REQUIRED WORK: In the material below, find each line with the string "legacy" and copy it.

BEGIN DATASET EXCERPTS

//! Error types for the confplug runtime.

use crate::config::ConfigError;
use thiserror::Error;

/// Errors that can occur while discovering, activating or configuring plugins.
#[derive(Error, Debug)]
pub enum PluginError {
    /// No plugin with this name was discovered in the category.
    #[error("Plugin not found: {name} (category {category})")]
    PluginNotFound { category: String, name: String },

    /// The category is not known to the registry.
    #[error("Category not found: {0}")]
    CategoryNotFound(String),

    /// A plugin option was never registered.
    #[error("Option '{option}' not found in section '{section}'")]
    OptionNotFound { section: String, option: String },

    /// The plugin's activation completed but left it inactive.
    #[error("Plugin {name} (category {category}) did not activate")]
    NotActivated { category: String, name: String },

    /// The plugin's own lifecycle reported an error.
    #[error("Plugin {name} (category {category}) failed: {reason}")]
    ActivationFailed {
        category: String,
        name: String,
        reason: String,
    },

    /// Failed to parse a plugin descriptor.
    #[error("Invalid manifest: {0}")]
    InvalidManifest(String),

    /// Plugin name contains the reserved list delimiter.
    #[error("Invalid plugin name: {0}")]
    InvalidPluginName(String),

    /// Descriptor refers to a module no factory was registered for.
    #[error("Unknown plugin module: {0}")]
    UnknownModule(String),

    /// Error raised by the configuration store.
    #[error("Config error: {0}")]
    Config(#[from] ConfigError),

    /// IO error.
    #[error("IO error: {0}")]
    Io(#[from] std::io::Error),

    /// TOML parsing error.
    #[error("TOML error: {0}")]
    Toml(#[from] toml::de::Error),
}

impl PluginError {
    /// Whether this error means "nothing to activate or read here".
    ///
    /// Partial activation counts as not found: the plugin is neither
    /// persisted nor decorated.
    pub fn is_not_found(&self) -> bool {
        matches!(
            self,
            PluginError::PluginNotFound { .. }
                | PluginError::CategoryNotFound(_)
                | PluginError::OptionNotFound { .. }
                | PluginError::NotActivated { .. }
        )
    }
}

/// Result type for plugin operations.
pub type PluginResult<T> = std::result::Result<T, PluginError>;

#[cfg(test)]
mod tests {
    use super::*;

    #[test]
    fn test_not_found_classification() {
        let missing = PluginError::PluginNotFound {
            category: "Default".to_string(),
            name: "x".to_string(),
        };
        assert!(missing.is_not_found());

        let partial = PluginError::NotActivated {
            category: "Default".to_string(),
            name: "x".to_string(),
        };
        assert!(partial.is_not_found());

        let backend = PluginError::Config(ConfigError::Poisoned);
        assert!(!backend.is_not_found());
    }
}
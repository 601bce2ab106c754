//! Integration tests for confplug-runtime.
//!
//! These tests cover:
//! - Descriptor discovery across several plugin directories
//! - Category registry population from discovered descriptors
//! - The TOML config store shared through `SharedConfig`
//! - Activation list encoding as it appears on disk

use confplug_runtime::{
    activation_list_option, decode_plugin_list, discover_plugins, encode_plugin_list,
    plugin_section, ActivationFlag, CategoryRegistry, ConfigStore, Plugin, PluginResult,
    PluginState, SharedConfig, TomlConfigStore, CONFIG_SECTION_NAME, DEFAULT_EXTENSION,
};
use std::io::Write;
use std::path::{Path, PathBuf};
use std::sync::Arc;
use tempfile::TempDir;

// ==============================================================================
// Test Fixture Helpers
// ==============================================================================

/// Write a descriptor file and return its path.
fn create_descriptor(dir: &Path, config: DescriptorConfig) -> PathBuf {
    std::fs::create_dir_all(dir).unwrap();

    let mut descriptor = format!(
        "[plugin]\nname = \"{}\"\nmodule = \"{}\"\n",
        config.name,
        config.module.unwrap_or("test")
    );

    if let Some(category) = config.category {
        descriptor.push_str(&format!("category = \"{}\"\n", category));
    }

    if let Some(version) = config.version {
        descriptor.push_str(&format!("version = \"{}\"\n", version));
    }

    let file_name = config
        .file_name
        .map(str::to_string)
        .unwrap_or_else(|| format!("{}.plugin.toml", config.name.replace(' ', "_")));
    let path = dir.join(file_name);
    let mut file = std::fs::File::create(&path).unwrap();
    file.write_all(descriptor.as_bytes()).unwrap();

    path
}

/// Configuration for creating a test descriptor.
#[derive(Default)]
struct DescriptorConfig<'a> {
    name: &'a str,
    module: Option<&'a str>,
    category: Option<&'a str>,
    version: Option<&'a str>,
    file_name: Option<&'a str>,
}

#[derive(Default)]
struct FixturePlugin {
    flag: ActivationFlag,
}

impl Plugin for FixturePlugin {
    fn activate(&self) -> PluginResult<()> {
        self.flag.activate();
        Ok(())
    }

    fn deactivate(&self) -> PluginResult<()> {
        self.flag.deactivate();
        Ok(())
    }

    fn is_activated(&self) -> bool {
        self.flag.is_activated()
    }

    fn state(&self) -> PluginState {
        self.flag.get()
    }
}

// ==============================================================================
// Discovery
// ==============================================================================

#[test]
fn test_discover_across_directories() {
    let temp_dir = TempDir::new().unwrap();
    let user = temp_dir.path().join("user");
    let system = temp_dir.path().join("system");

    create_descriptor(
        &user,
        DescriptorConfig {
            name: "Echo",
            version: Some("1.0.0"),
            ..Default::default()
        },
    );
    create_descriptor(
        &system,
        DescriptorConfig {
            name: "Echo",
            version: Some("0.9.0"),
            ..Default::default()
        },
    );
    create_descriptor(
        &system,
        DescriptorConfig {
            name: "Upper Case",
            category: Some("Text Filters"),
            ..Default::default()
        },
    );

    let candidates = discover_plugins(&[user, system], DEFAULT_EXTENSION).unwrap();
    assert_eq!(candidates.len(), 2);

    let echo = candidates.iter().find(|c| c.name() == "Echo").unwrap();
    assert_eq!(echo.manifest.plugin.version.as_deref(), Some("1.0.0"));
    assert_eq!(echo.category(), "Default");

    let upper = candidates.iter().find(|c| c.name() == "Upper Case").unwrap();
    assert_eq!(upper.category(), "Text Filters");
}

#[test]
fn test_discover_custom_extension() {
    let temp_dir = TempDir::new().unwrap();

    create_descriptor(
        temp_dir.path(),
        DescriptorConfig {
            name: "Echo",
            file_name: Some("echo.legacy-plugin"),
            ..Default::default()
        },
    );
    create_descriptor(
        temp_dir.path(),
        DescriptorConfig {
            name: "Other",
            ..Default::default()
        },
    );

    let candidates =
        discover_plugins(&[temp_dir.path().to_path_buf()], "legacy-plugin").unwrap();
    assert_eq!(candidates.len(), 1);
    assert_eq!(candidates[0].name(), "Echo");
}

#[test]
fn test_registry_from_candidates() {
    let temp_dir = TempDir::new().unwrap();
    create_descriptor(
        temp_dir.path(),
        DescriptorConfig {
            name: "Echo",
            ..Default::default()
        },
    );
    create_descriptor(
        temp_dir.path(),
        DescriptorConfig {
            name: "Stray",
            category: Some("Unmanaged"),
            ..Default::default()
        },
    );

    let candidates =
        discover_plugins(&[temp_dir.path().to_path_buf()], DEFAULT_EXTENSION).unwrap();

    let mut registry = CategoryRegistry::with_categories(["Default"]);
    let registered = candidates
        .iter()
        .filter(|c| {
            registry.register(
                c.manifest.to_info(Some(&c.path)),
                Arc::new(FixturePlugin::default()),
            )
        })
        .count();

    assert_eq!(registered, 1);
    let echo = registry.get("Default", "Echo").unwrap();
    assert_eq!(echo.plugin.state(), PluginState::Discovered);
    assert_eq!(echo.info.module, "test");
}

// ==============================================================================
// Config store
// ==============================================================================

#[test]
fn test_activation_list_on_disk() {
    let temp_dir = TempDir::new().unwrap();
    let path = temp_dir.path().join("plugins.toml");

    let shared = SharedConfig::new(TomlConfigStore::open(&path).unwrap());
    let option = activation_list_option("Text Filters");

    shared
        .with(|store| {
            store.add_section(CONFIG_SECTION_NAME)?;
            store.set(
                CONFIG_SECTION_NAME,
                &option,
                &encode_plugin_list(["Upper Case", "Reverse"]),
            )?;
            store.add_section(&plugin_section("Text Filters", "Reverse"))?;
            store.set(&plugin_section("Text Filters", "Reverse"), "words", "true")
        })
        .unwrap()
        .unwrap();
    shared.flush().unwrap();

    let content = std::fs::read_to_string(&path).unwrap();
    assert!(content.contains("Plugin Management"));
    assert!(content.contains("Text_Filters_plugins_to_load"));
    assert!(content.contains("Upper Case;;Reverse"));
    assert!(content.contains("Text Filters plugin: Reverse"));

    let reopened = TomlConfigStore::open(&path).unwrap();
    let value = reopened.get(CONFIG_SECTION_NAME, &option).unwrap();
    assert_eq!(decode_plugin_list(&value), vec!["Upper Case", "Reverse"]);
}

#[test]
fn test_host_sections_survive() {
    let temp_dir = TempDir::new().unwrap();
    let path = temp_dir.path().join("app.toml");
    std::fs::write(&path, "[Window]\nwidth = 800\ntitle = \"demo\"\n").unwrap();

    let mut store = TomlConfigStore::open(&path).unwrap();
    store.add_section(CONFIG_SECTION_NAME).unwrap();
    store
        .set(CONFIG_SECTION_NAME, "Default_plugins_to_load", "Echo")
        .unwrap();
    store.flush().unwrap();

    let reopened = TomlConfigStore::open(&path).unwrap();
    assert_eq!(reopened.sections(), vec!["Window", CONFIG_SECTION_NAME]);
    assert_eq!(reopened.get("Window", "width").unwrap(), "800");
    assert_eq!(reopened.get("Window", "title").unwrap(), "demo");
}
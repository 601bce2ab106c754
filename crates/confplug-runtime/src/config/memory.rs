//! In-memory config store.

use super::{ConfigError, ConfigResult, ConfigStore};
use indexmap::IndexMap;

/// Insertion-ordered, in-memory section/option store.
#[derive(Debug, Clone, Default, PartialEq, Eq)]
pub struct MemoryConfigStore {
    sections: IndexMap<String, IndexMap<String, String>>,
}

impl MemoryConfigStore {
    /// Create an empty store.
    pub fn new() -> Self {
        Self::default()
    }

    /// Build a store from already-parsed sections.
    pub fn from_sections(sections: IndexMap<String, IndexMap<String, String>>) -> Self {
        Self { sections }
    }

    /// Borrow the raw sections.
    pub fn as_sections(&self) -> &IndexMap<String, IndexMap<String, String>> {
        &self.sections
    }

    /// Whether the store has no sections at all.
    pub fn is_empty(&self) -> bool {
        self.sections.is_empty()
    }
}

impl ConfigStore for MemoryConfigStore {
    fn has_section(&self, section: &str) -> bool {
        self.sections.contains_key(section)
    }

    fn add_section(&mut self, section: &str) -> ConfigResult<()> {
        if self.sections.contains_key(section) {
            return Err(ConfigError::DuplicateSection(section.to_string()));
        }
        self.sections.insert(section.to_string(), IndexMap::new());
        Ok(())
    }

    fn has_option(&self, section: &str, option: &str) -> bool {
        self.sections
            .get(section)
            .map(|options| options.contains_key(option))
            .unwrap_or(false)
    }

    fn get(&self, section: &str, option: &str) -> ConfigResult<String> {
        let options = self
            .sections
            .get(section)
            .ok_or_else(|| ConfigError::NoSection(section.to_string()))?;

        options
            .get(option)
            .cloned()
            .ok_or_else(|| ConfigError::NoOption {
                section: section.to_string(),
                option: option.to_string(),
            })
    }

    fn set(&mut self, section: &str, option: &str, value: &str) -> ConfigResult<()> {
        let options = self
            .sections
            .get_mut(section)
            .ok_or_else(|| ConfigError::NoSection(section.to_string()))?;

        options.insert(option.to_string(), value.to_string());
        Ok(())
    }

    fn remove_option(&mut self, section: &str, option: &str) -> ConfigResult<bool> {
        let options = self
            .sections
            .get_mut(section)
            .ok_or_else(|| ConfigError::NoSection(section.to_string()))?;

        Ok(options.shift_remove(option).is_some())
    }

    fn remove_section(&mut self, section: &str) -> bool {
        self.sections.shift_remove(section).is_some()
    }

    fn sections(&self) -> Vec<String> {
        self.sections.keys().cloned().collect()
    }

    fn options(&self, section: &str) -> ConfigResult<Vec<String>> {
        self.sections
            .get(section)
            .map(|options| options.keys().cloned().collect())
            .ok_or_else(|| ConfigError::NoSection(section.to_string()))
    }
}
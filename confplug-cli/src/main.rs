//! # confplug
//!
//! Command-line host for the plugin activation coordinator.
//!
//! Each run:
//! - Loads settings from `$XDG_CONFIG_HOME/confplug/settings.toml`
//! - Discovers plugin descriptors in the configured directories
//! - Re-activates every plugin the plugin config lists
//! - Runs one sub-command, writing any change back to the plugin config
//!
//! ## Running
//!
//! ```bash
//! # Show plugins and their state
//! confplug list
//!
//! # Activate a plugin; it stays active on the next run
//! confplug activate Default Echo
//!
//! # Per-plugin options
//! confplug set-option Default Echo prefix ">> "
//! confplug get-option Default Echo prefix
//!
//! # With debug logging
//! confplug --verbose list
//! RUST_LOG=debug confplug list
//! ```

use anyhow::Result;
use clap::Parser;
use std::path::PathBuf;
use tracing::{debug, info};
use tracing_subscriber::{EnvFilter, FmtSubscriber};

use confplug_cli::commands::{self, Command, Session};
use confplug_cli::config::Settings;

#[derive(Parser)]
#[command(name = "confplug", about = "Config-backed plugin activation")]
#[command(version, propagate_version = true)]
struct Cli {
    #[command(subcommand)]
    command: Command,

    /// Settings file to use instead of the default location
    #[arg(long, global = true)]
    settings: Option<PathBuf>,

    /// Verbose output
    #[arg(short, long, global = true)]
    verbose: bool,
}

fn main() -> Result<()> {
    let cli = Cli::parse();

    let settings = match &cli.settings {
        Some(path) => Settings::load(path)?,
        None => Settings::load_default()?,
    };

    // Initialize logging
    let level = if cli.verbose {
        "debug"
    } else {
        settings.log_level.as_str()
    };
    let filter = EnvFilter::try_from_default_env().unwrap_or_else(|_| EnvFilter::new(level));
    FmtSubscriber::builder()
        .with_env_filter(filter)
        .with_target(true)
        .with_writer(std::io::stderr)
        .init();

    info!("Starting confplug v{}", env!("CARGO_PKG_VERSION"));
    debug!("Settings: {:?}", settings);

    let session = Session::open(&settings)?;
    let output = commands::run(&session, &cli.command)?;
    print!("{}", output);

    Ok(())
}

END DATASET EXCERPTS

REPLY:
            file_name: Some("echo.legacy-plugin"),
        discover_plugins(&[temp_dir.path().to_path_buf()], "legacy-plugin").unwrap();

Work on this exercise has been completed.